2 questions à Alice Zeniter
Une nécessité pour l’écrivaine que vous êtes : interroger les « oublis », les silences, les non-dits de l’Histoire ?
Je crois qu’il s’agit pour moi de faire exister une trame sensible, derrière les dates, les noms des Grands Hommes, écrire de manière à déjouer l’idée que quelques vies magnifiques et grandioses font ou défont le destin d’un continent, d’un pays. J’aime raconter des vies qui sont intensément intriquées les unes dans les autres mais aussi modelées par des contextes politiques qui peuvent leur paraître lointains voire hors de propos mais pourtant les affectent. Ces existences ne se laissent pas narrer par des formes téléologiques : elles connaissent une forme de ressac, de boucle, qui peut
paraître rédhibitoire et conduit à préférer les taire. Le silence que j’essaie de contourner, depuis quelques années, c’est en fait le récit que délaissent certains matériaux plutôt que d’essayer de changer de formes pour les raconter.
Une urgence en littérature : une histoire des femmes et des hommes « à parts égales » pour retrouver « toute une moitié du monde » ?

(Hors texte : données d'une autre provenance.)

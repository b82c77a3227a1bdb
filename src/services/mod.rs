//! Business logic services
//!
//! - `ledger`: the occupancy ledger owning all parking-session state
//! - `reference`: read-only lookups over immutable campus data

pub mod ledger;
pub mod reference;

pub use ledger::{CategoryOccupancy, LedgerError, OccupancyLedger, OverdueSession};
pub use reference::{LotInfo, ReferenceError, ReferenceService};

Ce n’est pas, à mes yeux, une urgence : ça ne l’est plus. Ça ne veut pas dire qu’il ne s’agit pas d’un changement nécessaire. Mais d’une certaine manière, il est déjà trop tard. La multiplication des textes de femmes, des personnages féminins n’a pas réussi à chambouler directement une échelle de valeurs qui préfère les auteurs aux autrices et les récits de voyage aux récits domestiques (je caricature un peu, ici). Ce qui me paraît urgent, aujourd’hui,
c’est donc d’infléchir nos réceptions de ces histoires : ne plus penser qu’un livre écrit par une femme est un livre écrit pour les femmes alors que les romanciers hommes traitent de sujets universels, ne plus rejeter certains sujets comme mineurs ou « bons pour la presse féminine », ne pas se laisser aveugler par les oeuvres qui arrivent accompagnées d’un discours sur leur force, leur potentiel provocateur ou leur capacité à renouveler le langage au risque de ne plus pouvoir distinguer toute une partie de la production, plus mineure...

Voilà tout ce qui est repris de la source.